Преодолев Смуту с оккупацией и расколом, возрождающаяся Россия сделала выбор своего будущего, из коллапсирования старообрядческим моноэтническим царством выйдя в просторы наднациональной вселенско-православной империи. Имперскость требовала открытости, и, прежде чем экономической, технической или политической, открытости информационно-культурной. Так как взаимопонимание — основа межнациональных и межрелигиозных отношений. Стремительно расширяясь, прирастая территориями Сибири, Закавказья, Прибалтики и Черноморья, вступая в военно-торговые столкновения-соприкосновения с все новыми северными, южными, западными и восточными королевствами, ханствами и султанатами, Россия направо-налево вникала в неведомые науки и искусства. Притом, сознавая себя единственным в мире Православным государством, она не могла принимать, усваивать ничего нового, не проверяя, не испытывая на возможную опасность порчи для вероучения, сохранение которого до конца времен воспринималось русской судьбоносной задачей.

Возрастающим валом нахлынувшие в поствизантийскую культуру России постренессансные европейские формы живописи, музыки и литературы, с одной стороны, не могли не вызывать эстетических конфликтов меж формалистами-охранителями и формалистами-новаторами, но, с другой — и это главное! — вызывали всплеск интеллектуальной активности внутреннего освоения нововходящего. Характернейший пример — иконопись. Сколько было страстных схваток, сколько до сих пор продолжается глухих споров! Ведь здесь открывается понимание того, что канон внешний не столь принципиален, сколько догмат внутренний. Канон догмату слуга, и — слуга не более господина.

То же происходило и в словесности. Переход к силлабо-тоническому стихосложению, разделение литературных стилей, реформы орфографии и грамматики, оды и сонеты, анекдоты и новеллы — каждое нововведение сопровождалось не просто десятилетними спорами о необходимости заимствования, то есть о формальном соответствии «их» «нашему», но определением — сможет ли новшество стать «нашим». Это были споры не об эстетике, не о благозвучии и точности словоупотребления, а о смысле языка, здесь сталкивались воззрения по поводу предназначения национального в общемировом и выносились суждения о роли священного в быту. Нация формируется языком, общество выстраивается литературой. И потому русская литературная критика, а точнее — наша национальная философия XIX века, светила-искрила мыслями и палила-жгла чувствами ничуть не слабее богословия времен иконоборчества. Да, здесь уже не секли головы, не травили львами, но каторга и ссылка все также считались аргументами.
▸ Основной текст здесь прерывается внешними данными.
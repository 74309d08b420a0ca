use std::collections::{BTreeMap, HashMap};

use crate::foundation::core::{CellCoord, GridSize};

/// One emitted grid cell.
#[derive(Clone, Debug, PartialEq, Eq, serde::Serialize, serde::Deserialize)]
pub struct Cell {
    /// Display character.
    pub ch: char,
    /// Foreground color, passed through unmodified.
    pub color: String,
    /// Background color, passed through unmodified.
    #[serde(default, skip_serializing_if = "Option::is_none")]
    pub bg_color: Option<String>,
}

/// Flat JSON form of one diff entry.
#[derive(Clone, Debug, PartialEq, Eq, serde::Serialize, serde::Deserialize)]
pub struct CellEntry {
    /// Column.
    pub x: u32,
    /// Row.
    pub y: u32,
    /// Display character.
    pub ch: char,
    /// Foreground color.
    pub color: String,
    /// Background color.
    #[serde(default, skip_serializing_if = "Option::is_none")]
    pub bg_color: Option<String>,
}

/// Destination a diff can be merged into (the live canvas, a preview layer, ...).
pub trait CellStore {
    /// Overwrite the cell at `at`.
    fn put_cell(&mut self, at: CellCoord, cell: Cell);
}

impl CellStore for BTreeMap<CellCoord, Cell> {
    fn put_cell(&mut self, at: CellCoord, cell: Cell) {
        self.insert(at, cell);
    }
}

impl CellStore for HashMap<CellCoord, Cell> {
    fn put_cell(&mut self, at: CellCoord, cell: Cell) {
        self.insert(at, cell);
    }
}

/// Sparse rasterization result: coordinate → cell, iterated row-major.
#[derive(Clone, Debug, Default, PartialEq, Eq, serde::Serialize, serde::Deserialize)]
#[serde(from = "Vec<CellEntry>", into = "Vec<CellEntry>")]
pub struct CellDiff {
    cells: BTreeMap<CellCoord, Cell>,
}

impl CellDiff {
    /// Empty diff.
    pub fn new() -> Self {
        Self::default()
    }

    /// Set a cell, replacing any earlier value at the same coordinate.
    pub fn insert(&mut self, at: CellCoord, cell: Cell) {
        self.cells.insert(at, cell);
    }

    /// Cell at `(x, y)`, if emitted.
    pub fn get(&self, x: u32, y: u32) -> Option<&Cell> {
        self.cells.get(&CellCoord::new(x, y))
    }

    /// Number of emitted cells.
    pub fn len(&self) -> usize {
        self.cells.len()
    }

    /// `true` when nothing was emitted.
    pub fn is_empty(&self) -> bool {
        self.cells.is_empty()
    }

    /// Emitted cells in row-major order.
    pub fn iter(&self) -> impl Iterator<Item = (CellCoord, &Cell)> {
        self.cells.iter().map(|(k, v)| (*k, v))
    }

    /// Copy every cell into `store`. The diff stays usable afterwards.
    pub fn apply_to<S: CellStore + ?Sized>(&self, store: &mut S) {
        for (at, cell) in &self.cells {
            store.put_cell(*at, cell.clone());
        }
    }

    /// Plain-text preview of the diff over a `canvas`-sized grid.
    ///
    /// Cells the diff does not touch render as `blank`. Rows are joined with `\n`.
    pub fn to_text(&self, canvas: GridSize, blank: char) -> String {
        let mut out = String::with_capacity(canvas.area() as usize + canvas.height as usize);
        for y in 0..canvas.height {
            if y > 0 {
                out.push('\n');
            }
            for x in 0..canvas.width {
                out.push(self.get(x, y).map_or(blank, |c| c.ch));
            }
        }
        out
    }
}

impl From<Vec<CellEntry>> for CellDiff {
    fn from(entries: Vec<CellEntry>) -> Self {
        let mut diff = Self::new();
        for e in entries {
            diff.insert(
                CellCoord::new(e.x, e.y),
                Cell {
                    ch: e.ch,
                    color: e.color,
                    bg_color: e.bg_color,
                },
            );
        }
        diff
    }
}

impl From<CellDiff> for Vec<CellEntry> {
    fn from(diff: CellDiff) -> Self {
        diff.cells
            .into_iter()
            .map(|(at, c)| CellEntry {
                x: at.x,
                y: at.y,
                ch: c.ch,
                color: c.color,
                bg_color: c.bg_color,
            })
            .collect()
    }
}

#[cfg(test)]
#[path = "../../tests/unit/raster/diff.rs"]
mod tests;
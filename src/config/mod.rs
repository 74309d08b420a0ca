//! JSON documents describing rasterization jobs.

/// Shape document model and loading.
pub mod document;
//! Per-cell sampling on top of [`crate::Containment`].

/// Coverage percentage and center tests.
pub mod overlap;
/// Nine named sub-cell regions.
pub mod regions;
Ибо предметом прений была Русская Идея.

Так вот, когда начало отечественному роману некоторые литературоведы отчисляют от «Юрия Милославского» или «Капитанской дочки», понятно, что здесь ошибка принципиальная. Обращение к русской теме, описание русской жизни русскими авторами в общеевропейских представлениях о художественности и учениях о жанрах, сюжетах, образах, стиховых и прозаических формах совершенно не обязательно уже литература русская. Необходимо рассудительное измерение и критическая оценка заимствованных учений с позиций Православия, отказ или принятие их, очень избирательное освоение с поправками относительно традиционных церковного мировоззрения и национального мировосприятия прежде, чем рисковать признанием своим национальным. Понятно, что малые формы осваивать проще и быстрее, и вот пишутся под «зеленой лампой» по-настоящему русские лирические и патетические стихи, создаются для «Литературной газеты» и «Московского наблюдателя» русские очерки о русском характере и с русским бытом. Однако эпическая высота романа требовала для «обрусения» некоего времени.
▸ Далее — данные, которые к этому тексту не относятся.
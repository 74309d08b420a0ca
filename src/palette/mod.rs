//! Autofill palettes: exact region-set → character tables.

/// Palette types, the catalog and lookups.
pub mod registry;
pub(crate) mod tables;
//! cellcurve rasterizes bezier curves onto a character grid.
//!
//! A [`Curve`] is an ordered list of anchors with optional tangent handles. The rasterizer turns
//! it into a sparse [`CellDiff`]: for every grid cell the shape touches, one glyph plus colors.
//!
//! # Pipeline overview
//!
//! 1. **Segments**: anchors become lines or cubic bezier segments ([`build_segments`]).
//! 2. **Geometry**: segments are flattened into polygons, or outlined as a tapered stroke
//!    ([`generate_stroke_outline`]), and cached per curve fingerprint ([`FlattenCache`]).
//! 3. **Sampling**: each cell inside the bounding window is probed at nine points
//!    ([`detect_regions`]) or a 5×5 grid ([`cell_overlap_percent`]) with nonzero winding.
//! 4. **Glyphs**: the covered region set picks a character from a palette ([`PaletteCatalog`]).
//!
//! Rasterization is deterministic: the same curve, canvas and settings always produce the same
//! diff, whether or not the cache was warm.
//!
//! # Getting started
//!
//! ```
//! use cellcurve::{Curve, GridSize, Point, RasterSettings, rasterize};
//!
//! let square = Curve::polygon([
//!     Point::new(1.0, 1.0),
//!     Point::new(5.0, 1.0),
//!     Point::new(5.0, 4.0),
//!     Point::new(1.0, 4.0),
//! ]);
//! let diff = rasterize(&square, GridSize::new(8, 6), &RasterSettings::default());
//! assert_eq!(diff.len(), 12);
//! ```
#![forbid(unsafe_code)]
#![deny(missing_docs)]

mod foundation;

pub mod config;
pub mod curve;
pub mod geom;
pub mod palette;
pub mod raster;
pub mod sample;
pub mod stroke;

pub use config::document::ShapeDocument;
pub use curve::anchor::{AnchorId, AnchorPoint, Curve};
pub use curve::segments::{CellBounds, PathSegment, bounds, build_segments, points_bounds};
pub use foundation::core::{BezPath, CellCoord, GridSize, Point, Rect, Vec2};
pub use foundation::error::{CellcurveError, CellcurveResult};
pub use geom::flatten::{Containment, FLATTEN_SEGMENTS, FlattenedPath, contains};
pub use geom::winding::winding_number;
pub use palette::registry::{
    BuiltinPalette, DEFAULT_RAMP, FALLBACK_CHAR, Palette, PaletteCatalog, RegionPattern,
    character_for,
};
pub use raster::cache::{DEFAULT_CACHE_CAPACITY, FlattenCache};
pub use raster::diff::{Cell, CellDiff, CellEntry, CellStore};
pub use raster::driver::{CellStyle, FillMode, RasterSettings, Rasterizer, ShapeMode, rasterize};
pub use sample::overlap::{OVERLAP_GRID, cell_overlap_percent, is_cell_inside};
pub use sample::regions::{RegionName, RegionSet, detect_regions};
pub use stroke::outline::{
    DEFAULT_SEGMENTS_PER_CURVE, MAX_SEGMENTS_PER_CURVE, StrokeOptions, generate_stroke_outline,
    outline_from_anchors, stroke_half_width,
};
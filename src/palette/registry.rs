use std::sync::OnceLock;

use crate::{
    foundation::error::{CellcurveError, CellcurveResult},
    palette::tables,
    sample::regions::RegionSet,
};

/// Character emitted whenever a lookup has no answer.
pub const FALLBACK_CHAR: char = ' ';

/// Density ramp used by graduated fill when a palette declares none.
pub const DEFAULT_RAMP: &str = " .:-=+*#%@";

/// Maps one exact coverage set to a display character.
#[derive(Clone, Copy, Debug, PartialEq, Eq, serde::Serialize, serde::Deserialize)]
pub struct RegionPattern {
    /// Region set this pattern matches exactly.
    pub regions: RegionSet,
    /// Character to emit.
    pub character: char,
    /// Tie-break among patterns sharing the same region set; higher wins.
    #[serde(default)]
    pub priority: i32,
}

/// Named, ordered pattern table.
#[derive(Clone, Debug, PartialEq, serde::Serialize, serde::Deserialize)]
pub struct Palette {
    /// Lookup key.
    pub id: String,
    /// Display name.
    pub name: String,
    /// Human-readable description.
    #[serde(default)]
    pub description: String,
    /// Patterns in declaration order.
    pub patterns: Vec<RegionPattern>,
    /// Sparse-to-dense characters for graduated fill; empty means [`DEFAULT_RAMP`].
    #[serde(default, skip_serializing_if = "String::is_empty")]
    pub ramp: String,
}

impl Palette {
    /// Exact-set lookup.
    ///
    /// When several patterns carry the same set the highest priority wins and equal
    /// priorities resolve to the earliest declaration.
    pub fn lookup(&self, regions: RegionSet) -> Option<char> {
        let mut best: Option<&RegionPattern> = None;
        for p in self.patterns.iter().filter(|p| p.regions == regions) {
            if best.is_none_or(|b| p.priority > b.priority) {
                best = Some(p);
            }
        }
        best.map(|p| p.character)
    }

    /// Character for `regions`, or [`FALLBACK_CHAR`] when nothing matches.
    pub fn character_for(&self, regions: RegionSet) -> char {
        self.lookup(regions).unwrap_or(FALLBACK_CHAR)
    }

    /// Ramp characters used by graduated fill, at least two long.
    pub fn ramp_chars(&self) -> Vec<char> {
        let chars: Vec<char> = self.ramp.chars().collect();
        if chars.len() >= 2 {
            chars
        } else {
            DEFAULT_RAMP.chars().collect()
        }
    }

    fn validate(&self) -> CellcurveResult<()> {
        if self.id.trim().is_empty() {
            return Err(CellcurveError::validation("palette id must be non-empty"));
        }
        if self.patterns.is_empty() {
            return Err(CellcurveError::validation(format!(
                "palette '{}' must declare at least one pattern",
                self.id
            )));
        }
        Ok(())
    }
}

/// Palettes shipped with the crate.
#[derive(Clone, Copy, Debug, PartialEq, Eq, Hash, serde::Serialize, serde::Deserialize)]
#[serde(rename_all = "snake_case")]
pub enum BuiltinPalette {
    /// Unicode quadrant and eighth blocks.
    Block,
    /// Printable ASCII only.
    Ansi,
    /// Box-drawing lines.
    Line,
}

impl BuiltinPalette {
    /// Every built-in, in catalog order.
    pub const ALL: [BuiltinPalette; 3] = [Self::Block, Self::Ansi, Self::Line];

    /// Registry id.
    pub fn id(self) -> &'static str {
        match self {
            Self::Block => "block",
            Self::Ansi => "ansi",
            Self::Line => "line",
        }
    }

    /// Resolve an id to a built-in.
    pub fn from_id(id: &str) -> Option<Self> {
        Self::ALL.into_iter().find(|p| p.id() == id)
    }

    /// Materialize the palette table.
    pub fn palette(self) -> Palette {
        let (name, description, table, ramp) = match self {
            Self::Block => (
                "Block",
                "Quadrant and edge block elements",
                tables::BLOCK,
                tables::BLOCK_RAMP,
            ),
            Self::Ansi => (
                "ANSI",
                "Plain ASCII characters that survive any terminal",
                tables::ANSI,
                tables::ANSI_RAMP,
            ),
            Self::Line => (
                "Line",
                "Box-drawing strokes for outlines and wireframes",
                tables::LINE,
                tables::LINE_RAMP,
            ),
        };
        Palette {
            id: self.id().to_string(),
            name: name.to_string(),
            description: description.to_string(),
            patterns: table
                .iter()
                .map(|&(regions, character, priority)| RegionPattern {
                    regions: RegionSet::from_names(regions),
                    character,
                    priority,
                })
                .collect(),
            ramp: ramp.to_string(),
        }
    }
}

/// Palette lookup table: the built-ins plus any registered custom palettes.
#[derive(Clone, Debug)]
pub struct PaletteCatalog {
    palettes: Vec<Palette>,
}

impl Default for PaletteCatalog {
    fn default() -> Self {
        Self::builtin()
    }
}

impl PaletteCatalog {
    /// Catalog containing only the built-in palettes.
    pub fn builtin() -> Self {
        Self {
            palettes: BuiltinPalette::ALL.iter().map(|p| p.palette()).collect(),
        }
    }

    /// Catalog with no palettes at all.
    pub fn empty() -> Self {
        Self {
            palettes: Vec::new(),
        }
    }

    /// Append a palette. Ids must be unique within the catalog.
    pub fn register(&mut self, palette: Palette) -> CellcurveResult<()> {
        palette.validate()?;
        if self.get(&palette.id).is_some() {
            return Err(CellcurveError::validation(format!(
                "palette '{}' is already registered",
                palette.id
            )));
        }
        tracing::debug!(id = %palette.id, patterns = palette.patterns.len(), "registered palette");
        self.palettes.push(palette);
        Ok(())
    }

    /// Lookup by id.
    pub fn get(&self, id: &str) -> Option<&Palette> {
        self.palettes.iter().find(|p| p.id == id)
    }

    /// Registered palettes in registration order.
    pub fn iter(&self) -> impl Iterator<Item = &Palette> {
        self.palettes.iter()
    }

    /// Number of registered palettes.
    pub fn len(&self) -> usize {
        self.palettes.len()
    }

    /// `true` when no palette is registered.
    pub fn is_empty(&self) -> bool {
        self.palettes.is_empty()
    }

    /// Character for `regions` in palette `palette_id`.
    ///
    /// An unknown id logs a warning and yields [`FALLBACK_CHAR`]; so does an unmatched set.
    pub fn character_for(&self, palette_id: &str, regions: RegionSet) -> char {
        match self.get(palette_id) {
            Some(p) => p.character_for(regions),
            None => {
                tracing::warn!(palette_id, "unknown palette id; emitting blanks");
                FALLBACK_CHAR
            }
        }
    }
}

fn builtin_catalog() -> &'static PaletteCatalog {
    static CATALOG: OnceLock<PaletteCatalog> = OnceLock::new();
    CATALOG.get_or_init(PaletteCatalog::builtin)
}

/// [`PaletteCatalog::character_for`] against the built-in palettes.
pub fn character_for(palette_id: &str, regions: RegionSet) -> char {
    builtin_catalog().character_for(palette_id, regions)
}

#[cfg(test)]
#[path = "../../tests/unit/palette/registry.rs"]
mod tests;
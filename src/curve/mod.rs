//! Curve model: anchors, derived path segments and bounds.

/// Anchor points and the editable curve built from them.
pub mod anchor;
/// Segment construction and bounding windows.
pub mod segments;
#[derive(Clone, Copy, Debug)]
pub(crate) struct Fnv1a64(u64);

impl Fnv1a64 {
    pub(crate) const OFFSET_BASIS: u64 = 0xcbf2_9ce4_8422_2325;
    const PRIME: u64 = 0x0000_0100_0000_01B3;

    pub(crate) fn new(seed: u64) -> Self {
        Self(seed)
    }

    pub(crate) fn new_default() -> Self {
        Self(Self::OFFSET_BASIS)
    }

    pub(crate) fn write_u8(&mut self, v: u8) {
        self.write_bytes(&[v]);
    }

    pub(crate) fn write_u64(&mut self, v: u64) {
        self.write_bytes(&v.to_le_bytes());
    }

    // Hashes the bit pattern; `-0.0` and `0.0` hash differently, which only costs a cache miss.
    pub(crate) fn write_f64(&mut self, v: f64) {
        self.write_u64(v.to_bits());
    }

    pub(crate) fn write_bytes(&mut self, bytes: &[u8]) {
        let mut h = self.0;
        for &b in bytes {
            h ^= u64::from(b);
            h = h.wrapping_mul(Self::PRIME);
        }
        self.0 = h;
    }

    pub(crate) fn finish(self) -> u64 {
        self.0
    }
}

/// Squared-length threshold below which a direction vector is treated as degenerate.
pub(crate) const DEGENERATE_EPS: f64 = 1e-12;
Необходимо уточнение: здесь категорически не утверждается, что, мол, некая литература лучше или выше иной! Речь идет о русской мировоззренческой специфике, об особенностях нашего национального самосознания, которые обуславливают особенности нашей национальной литературы. Прежде всего эти особенности исходят из различий православного и католическо-протестантского понимания личности. Мне уже неоднократно доводилось писать об этом, потому позволю самоцитирование: «Главный вопрос европейской христианской цивилизации — это вопрос о личности.
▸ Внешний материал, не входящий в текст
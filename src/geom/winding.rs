use crate::foundation::core::Point;

// > 0 when `p` is left of the directed edge a→b, < 0 when right, 0 when collinear.
fn is_left(a: Point, b: Point, p: Point) -> f64 {
    (b.x - a.x) * (p.y - a.y) - (p.x - a.x) * (b.y - a.y)
}

/// Winding number of the implicitly closed polygon `ring` around `p`.
///
/// Counts signed crossings of the horizontal ray from `p` toward `+x`. An upward crossing
/// (edge going toward +y with `p` on its left) adds one, a downward crossing subtracts one.
/// Edges are half-open in `y` so a ray through a shared vertex is counted once.
pub fn winding_number(ring: &[Point], p: Point) -> i32 {
    let n = ring.len();
    if n < 2 {
        return 0;
    }
    let mut wn = 0i32;
    for i in 0..n {
        let a = ring[i];
        let b = ring[(i + 1) % n];
        if a.y <= p.y {
            if b.y > p.y && is_left(a, b, p) > 0.0 {
                wn += 1;
            }
        } else if b.y <= p.y && is_left(a, b, p) < 0.0 {
            wn -= 1;
        }
    }
    wn
}

#[cfg(test)]
#[path = "../../tests/unit/geom/winding.rs"]
mod tests;
use std::sync::Arc;

use crate::{
    curve::anchor::Curve,
    curve::segments::CellBounds,
    foundation::core::{CellCoord, GridSize, Rect},
    foundation::error::{CellcurveError, CellcurveResult},
    foundation::math::Fnv1a64,
    geom::flatten::{Containment, FlattenedPath},
    palette::registry::{DEFAULT_RAMP, FALLBACK_CHAR, Palette, PaletteCatalog},
    raster::cache::FlattenCache,
    raster::diff::{Cell, CellDiff},
    sample::overlap::{cell_overlap_percent, is_cell_inside},
    sample::regions::{RegionSet, detect_regions},
    stroke::outline::{MAX_SEGMENTS_PER_CURVE, StrokeOptions, generate_stroke_outline},
};

/// Which geometry of the curve is rasterized.
#[derive(Clone, Copy, Debug, Default, PartialEq, serde::Serialize, serde::Deserialize)]
#[serde(tag = "kind", rename_all = "snake_case")]
pub enum ShapeMode {
    /// The area enclosed by the curve (open curves close implicitly).
    #[default]
    Fill,
    /// A tapered band along the curve.
    Stroke(StrokeOptions),
}

/// How coverage turns into characters.
#[derive(Clone, Copy, Debug, Default, PartialEq, Eq, serde::Serialize, serde::Deserialize)]
#[serde(tag = "kind", rename_all = "snake_case")]
pub enum FillMode {
    /// 3×3 region sampling and exact palette lookup.
    #[default]
    Autofill,
    /// 5×5 coverage percentage mapped onto the palette's density ramp.
    Graduated,
    /// One fixed character wherever the cell center is inside.
    Constant {
        /// Character to emit.
        ch: char,
    },
}

/// Colors attached to every emitted cell.
#[derive(Clone, Debug, PartialEq, Eq, serde::Serialize, serde::Deserialize)]
pub struct CellStyle {
    /// Foreground color.
    pub color: String,
    /// Optional background color.
    #[serde(default, skip_serializing_if = "Option::is_none")]
    pub bg_color: Option<String>,
}

impl Default for CellStyle {
    fn default() -> Self {
        Self {
            color: "#ffffff".to_string(),
            bg_color: None,
        }
    }
}

fn default_palette_id() -> String {
    "block".to_string()
}

/// Everything besides the curve and canvas that shapes one rasterization.
#[derive(Clone, Debug, PartialEq, serde::Serialize, serde::Deserialize)]
pub struct RasterSettings {
    /// Fill or stroke.
    #[serde(default)]
    pub shape: ShapeMode,
    /// Character selection strategy.
    #[serde(default)]
    pub fill: FillMode,
    /// Palette id resolved through the [`PaletteCatalog`].
    #[serde(default = "default_palette_id")]
    pub palette_id: String,
    /// Uniform cell colors.
    #[serde(default)]
    pub style: CellStyle,
}

impl Default for RasterSettings {
    fn default() -> Self {
        Self {
            shape: ShapeMode::default(),
            fill: FillMode::default(),
            palette_id: default_palette_id(),
            style: CellStyle::default(),
        }
    }
}

impl RasterSettings {
    /// Reject values the rasterizer would otherwise clamp silently.
    pub fn validate(&self) -> CellcurveResult<()> {
        if let ShapeMode::Stroke(s) = self.shape {
            if !s.base_width.is_finite() || s.base_width < 0.0 {
                return Err(CellcurveError::validation(
                    "stroke base_width must be finite and >= 0",
                ));
            }
            for (name, v) in [("taper_start", s.taper_start), ("taper_end", s.taper_end)] {
                if !(0.0..=1.0).contains(&v) {
                    return Err(CellcurveError::validation(format!(
                        "stroke {name} must be in [0, 1], got {v}"
                    )));
                }
            }
            if s.segments_per_curve == 0 || s.segments_per_curve > MAX_SEGMENTS_PER_CURVE {
                return Err(CellcurveError::validation(format!(
                    "stroke segments_per_curve must be in 1..={MAX_SEGMENTS_PER_CURVE}"
                )));
            }
        }
        if self.palette_id.trim().is_empty() {
            return Err(CellcurveError::validation("palette_id must be non-empty"));
        }
        Ok(())
    }
}

fn shape_key(curve: &Curve, shape: &ShapeMode) -> u64 {
    let mut h = Fnv1a64::new(curve.fingerprint());
    match shape {
        ShapeMode::Fill => h.write_u8(b'F'),
        ShapeMode::Stroke(s) => {
            h.write_u8(b'S');
            s.hash_into(&mut h);
        }
    }
    h.finish()
}

fn build_geometry(curve: &Curve, shape: &ShapeMode) -> FlattenedPath {
    let segments = curve.segments();
    match shape {
        ShapeMode::Fill => FlattenedPath::from_segments(&segments),
        ShapeMode::Stroke(opts) => {
            FlattenedPath::from_polygon(generate_stroke_outline(&segments, *opts))
        }
    }
}

fn ramp_index(percent: f64, len: usize) -> usize {
    let top = len.saturating_sub(1);
    let idx = (percent / 100.0 * top as f64).ceil() as usize;
    idx.clamp(1, top.max(1))
}

/// Stateful rasterizer: palette catalog plus a cache of flattened shapes.
///
/// Output depends only on the inputs; the cache only saves rebuilding geometry.
#[derive(Debug, Default)]
pub struct Rasterizer {
    catalog: PaletteCatalog,
    cache: FlattenCache,
}

impl Rasterizer {
    /// Rasterizer over the built-in palettes.
    pub fn new() -> Self {
        Self::default()
    }

    /// Rasterizer over a custom catalog.
    pub fn with_catalog(catalog: PaletteCatalog) -> Self {
        Self {
            catalog,
            cache: FlattenCache::default(),
        }
    }

    /// Palette catalog in use.
    pub fn catalog(&self) -> &PaletteCatalog {
        &self.catalog
    }

    /// Mutable catalog, for registering palettes.
    pub fn catalog_mut(&mut self) -> &mut PaletteCatalog {
        &mut self.catalog
    }

    /// Geometry cache.
    pub fn cache(&self) -> &FlattenCache {
        &self.cache
    }

    /// Flattened geometry for `curve` under `shape`, from the cache when unchanged.
    pub fn geometry(&mut self, curve: &Curve, shape: &ShapeMode) -> Arc<FlattenedPath> {
        let key = shape_key(curve, shape);
        self.cache
            .get_or_insert_with(key, || build_geometry(curve, shape))
    }

    /// Rasterize `curve` onto a `canvas`-sized grid.
    ///
    /// Never fails: degenerate curves, empty windows and unknown palettes produce an empty or
    /// blank diff instead.
    #[tracing::instrument(
        skip_all,
        fields(anchors = curve.len(), closed = curve.closed, palette = %settings.palette_id)
    )]
    pub fn rasterize(
        &mut self,
        curve: &Curve,
        canvas: GridSize,
        settings: &RasterSettings,
    ) -> CellDiff {
        if curve.len() < 2 {
            tracing::debug!("fewer than two anchors; nothing to rasterize");
            return CellDiff::new();
        }

        let path = self.geometry(curve, &settings.shape);
        if path.is_empty() {
            tracing::debug!("geometry has no area");
            return CellDiff::new();
        }

        let rect: Option<Rect> = match settings.shape {
            ShapeMode::Fill => curve.bounds(),
            ShapeMode::Stroke(_) => path.bounding_box(),
        };
        let Some(window) = rect.and_then(|r| CellBounds::from_rect(r, canvas)) else {
            tracing::debug!(?rect, "bounds fall outside the canvas");
            return CellDiff::new();
        };

        let palette = self.catalog.get(&settings.palette_id);
        if palette.is_none() && !matches!(settings.fill, FillMode::Constant { .. }) {
            tracing::warn!(
                palette_id = %settings.palette_id,
                "unknown palette id; emitting blanks"
            );
        }

        let diff = match settings.fill {
            FillMode::Autofill => autofill(window, path.as_ref(), palette, &settings.style),
            FillMode::Graduated => graduated(window, path.as_ref(), palette, &settings.style),
            FillMode::Constant { ch } => constant(window, path.as_ref(), ch, &settings.style),
        };
        tracing::debug!(
            candidates = window.cell_count(),
            emitted = diff.len(),
            "rasterized"
        );
        diff
    }
}

fn styled(ch: char, style: &CellStyle) -> Cell {
    Cell {
        ch,
        color: style.color.clone(),
        bg_color: style.bg_color.clone(),
    }
}

fn cell_origin(x: u32, y: u32) -> Option<(i32, i32)> {
    Some((i32::try_from(x).ok()?, i32::try_from(y).ok()?))
}

fn autofill(
    window: CellBounds,
    path: &dyn Containment,
    palette: Option<&Palette>,
    style: &CellStyle,
) -> CellDiff {
    // An empty coverage set is only emitted when the palette made it visible on purpose.
    let empty_char = palette
        .and_then(|p| p.lookup(RegionSet::EMPTY))
        .filter(|c| !c.is_whitespace());

    let mut diff = CellDiff::new();
    for (x, y) in window.cells() {
        let Some((cx, cy)) = cell_origin(x, y) else {
            continue;
        };
        let regions = detect_regions(cx, cy, path);
        let ch = if regions.is_empty() {
            match empty_char {
                Some(c) => c,
                None => continue,
            }
        } else {
            palette.map_or(FALLBACK_CHAR, |p| p.character_for(regions))
        };
        diff.insert(CellCoord::new(x, y), styled(ch, style));
    }
    diff
}

fn graduated(
    window: CellBounds,
    path: &dyn Containment,
    palette: Option<&Palette>,
    style: &CellStyle,
) -> CellDiff {
    let ramp: Vec<char> = match palette {
        Some(p) => p.ramp_chars(),
        None => DEFAULT_RAMP.chars().collect(),
    };

    let mut diff = CellDiff::new();
    for (x, y) in window.cells() {
        let Some((cx, cy)) = cell_origin(x, y) else {
            continue;
        };
        let percent = cell_overlap_percent(cx, cy, path);
        if percent <= 0.0 {
            continue;
        }
        let ch = if palette.is_some() {
            ramp[ramp_index(percent, ramp.len())]
        } else {
            FALLBACK_CHAR
        };
        diff.insert(CellCoord::new(x, y), styled(ch, style));
    }
    diff
}

fn constant(window: CellBounds, path: &dyn Containment, ch: char, style: &CellStyle) -> CellDiff {
    let mut diff = CellDiff::new();
    for (x, y) in window.cells() {
        let Some((cx, cy)) = cell_origin(x, y) else {
            continue;
        };
        if is_cell_inside(cx, cy, path) {
            diff.insert(CellCoord::new(x, y), styled(ch, style));
        }
    }
    diff
}

/// Rasterize with the built-in palettes and no cache carried between calls.
pub fn rasterize(curve: &Curve, canvas: GridSize, settings: &RasterSettings) -> CellDiff {
    Rasterizer::new().rasterize(curve, canvas, settings)
}

#[cfg(test)]
#[path = "../../tests/unit/raster/driver.rs"]
mod tests;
Только у последователей Христа есть реализованная во плоти идеальная Личность Богочеловека, только перед нами поставлена задача осознать Ее и перестроить себя в подражание Ей. “Аз есмь истина”, — свидетельствует о себе Иисус, и наша обязанность разгадать, уразуметь, что такое человек истинный. Личность — центр этого мира.

Но христианская мысль Православия и католицизма по-разному ищет понимания устроения человека, поэтому в истории европейской цивилизации осуществились два подхода к социальному устройству: общественный договор на Западе и соборность на Востоке. Западная мысль искала понимания Бога от антропологических моделей, а восточная шла к пониманию человека от боговидения, отсюда западные понятия личности — “персоны” не тождественны восточному понятию личности-“ипостаси”.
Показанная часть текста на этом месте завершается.